Offender’s response to his offending

  1. Some of the mandatory considerations under the Crimes Act 1914 direct attention to an offender’s response to his or her offending. One is the degree to which the offender has shown contrition for the offence by taking action to make reparation for any loss or damage resulting from the offence or in any other manner. [11] That is a difficult issue in the present case. Up to the time the jury returned its verdict, Mr Curtis expressed no contrition to any degree whatsoever. After the verdict was returned, he promptly settled proceedings brought against him under the Proceeds of Crime Act 2002 (Cth) by agreeing to forfeit, from assets restrained by the Commonwealth after the sale of a family property, the whole of the profit of the 45 trades, being the sum of $1,433,727.85. The evidence establishes beyond any doubt that that is the amount of profit the two men made from their 45 trades. It was noted on behalf of Mr Curtis that the sum forfeited is the full amount of that profit, even though he made substantial payments to Mr Hartman during the period of the conspiracy.

    11. Crimes Act 1914 (Cth), ss 16A(2)(f), (i), (ii)

  2. The fact that Mr Curtis has made reparation for the whole of the unlawful profit including Mr Hartman’s share is relevant and is to be taken into account in favour of Mr Curtis. However, I am not persuaded that the recent forfeiture of that profit shows contrition for the offence. The forfeiture orders were made by consent but “without admissions”, notwithstanding the jury’s verdict.

  3. A number of character references were tendered at the proceedings on sentence including some in which it was asserted that Mr Curtis has expressed remorse.
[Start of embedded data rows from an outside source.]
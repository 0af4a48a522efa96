//! Default step construction.
//!
//! A navigator builds its steps once from the catalog through a
//! [`StepTemplateBuilder`]. Configuration overrides are applied afterwards.

use std::collections::HashSet;

use crate::catalog::TrackedCatalog;

use super::{DetailStep, ItemsStep, ReminderStep, StepRole};

/// Trait for building the default steps of a tracking flow.
///
/// Every method has a default; implementors override the roles they customize.
pub trait StepTemplateBuilder: Send + Sync {
    /// Build the selection step
    fn build_selection_step(&self, catalog: &TrackedCatalog) -> ItemsStep {
        ItemsStep::new(StepRole::Selection.as_str(), catalog)
    }

    /// Build the review step; flows have none by default
    fn build_review_step(&self, _catalog: &TrackedCatalog) -> Option<ItemsStep> {
        None
    }

    /// Build the detail step templates; flows have none by default
    fn build_detail_steps(&self, _catalog: &TrackedCatalog) -> Vec<DetailStep> {
        Vec::new()
    }

    /// Build the logging step
    fn build_logging_step(&self, catalog: &TrackedCatalog) -> ItemsStep {
        ItemsStep::new(StepRole::Logging.as_str(), catalog)
    }

    /// Build the reminder step; flows have none by default
    fn build_reminder_step(&self) -> Option<ReminderStep> {
        None
    }
}

/// Selection then logging, nothing else.
#[derive(Debug, Clone, Copy, Default)]
pub struct DefaultStepBuilder;

impl StepTemplateBuilder for DefaultStepBuilder {}

/// Selection, review, one detail template per distinct `addDetailsIdentifier`
/// in the catalog, logging, and optionally a reminder step.
#[derive(Debug, Clone, Default)]
pub struct DetailedStepBuilder {
    /// Build a reminder step offering these choices (minutes)
    pub reminder_choices: Option<Vec<u32>>,
}

impl DetailedStepBuilder {
    pub fn new() -> Self {
        Self::default()
    }

    /// Builder: include a reminder step.
    pub fn with_reminder(mut self, minutes: impl IntoIterator<Item = u32>) -> Self {
        self.reminder_choices = Some(minutes.into_iter().collect());
        self
    }
}

impl StepTemplateBuilder for DetailedStepBuilder {
    fn build_review_step(&self, catalog: &TrackedCatalog) -> Option<ItemsStep> {
        Some(ItemsStep::new(StepRole::Review.as_str(), catalog))
    }

    fn build_detail_steps(&self, catalog: &TrackedCatalog) -> Vec<DetailStep> {
        let mut seen = HashSet::new();
        catalog
            .items()
            .iter()
            .filter_map(|i| i.add_details_identifier.as_deref())
            .filter(|id| seen.insert(*id))
            .map(DetailStep::new)
            .collect()
    }

    fn build_reminder_step(&self) -> Option<ReminderStep> {
        self.reminder_choices.as_ref().map(|choices| {
            ReminderStep::new(StepRole::Reminder.as_str()).with_choices(choices.iter().copied())
        })
    }
}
Mr Gerard Arbuckle said Mr Curtis “regrets his failings”; Ms Doreen Doris said he is “very remorseful” and has told her that “the events in question” are a source of “intense regret and embarrassment”; and Ms Susan Ingham said he has shown “a lot of remorse” and extreme anxiety for his wife and family. However, Mr Curtis did not give evidence at the proceedings on sentence and has not expressed contrition openly or accepted any responsibility for his offending. In that context, the forfeiture of the sum of $1.43 million “without admissions” between verdict and sentence may be regarded as cynical. That is not an aggravating factor but I am not persuaded that Mr Curtis is entitled to any favourable consideration for contrition.

  4. The Crown accepts that there has been a measure of cooperation by Mr Curtis in the conduct of the trial which resulted in a significant shortening of the hearing. That reveals some preparedness to cooperate with law enforcement agencies. [12] To a degree, however, it also reflects the strength of the Crown case owing to the careful work undertaken by ASIC in bringing this case to trial. The weight of Mr Curtis’s cooperation in the conduct of the trial must be assessed in the context of the whole of the investigation of the offence. Mr Curtis declined several opportunities to co-operate voluntarily with ASIC; as a result, extensive investigation had to be undertaken to obtain evidence of the overt acts. The degree of cooperation by Mr Curtis stands in stark contrast to that of his co-offender, Mr Hartman, who quickly and frankly acknowledged extensive wrong-doing and assisted ASIC to investigate it. Mr Curtis’s punishment is not to be increased on that account but the weight to be given to the degree of cooperation offered at the end of the process is small.

    12. Crimes Act 1914 (Cth), ss 16A(2)(h)

Circumstances of the offender

  1. I am required to have regard to Mr Curtis’s subjective circumstances including any relevant aspect of his character, antecedents, age, means and physical or mental condition. [13]

    13. Crimes Act 1914 (Cth), s 16A(2)(m)

  2. An important consideration in that respect is the timing of the offence and the period of time that has since passed. As noted on behalf of Mr Curtis, the offence was committed 9 years ago, when Mr Curtis was aged 21 years. He is now aged 30 years. I accept that his circumstances have changed significantly in the intervening period. I also accept that he is to be sentenced according to the law as it stood at the time of the offence; the fact that the maximum penalty for insider trading offences has since been increased is irrelevant. [14]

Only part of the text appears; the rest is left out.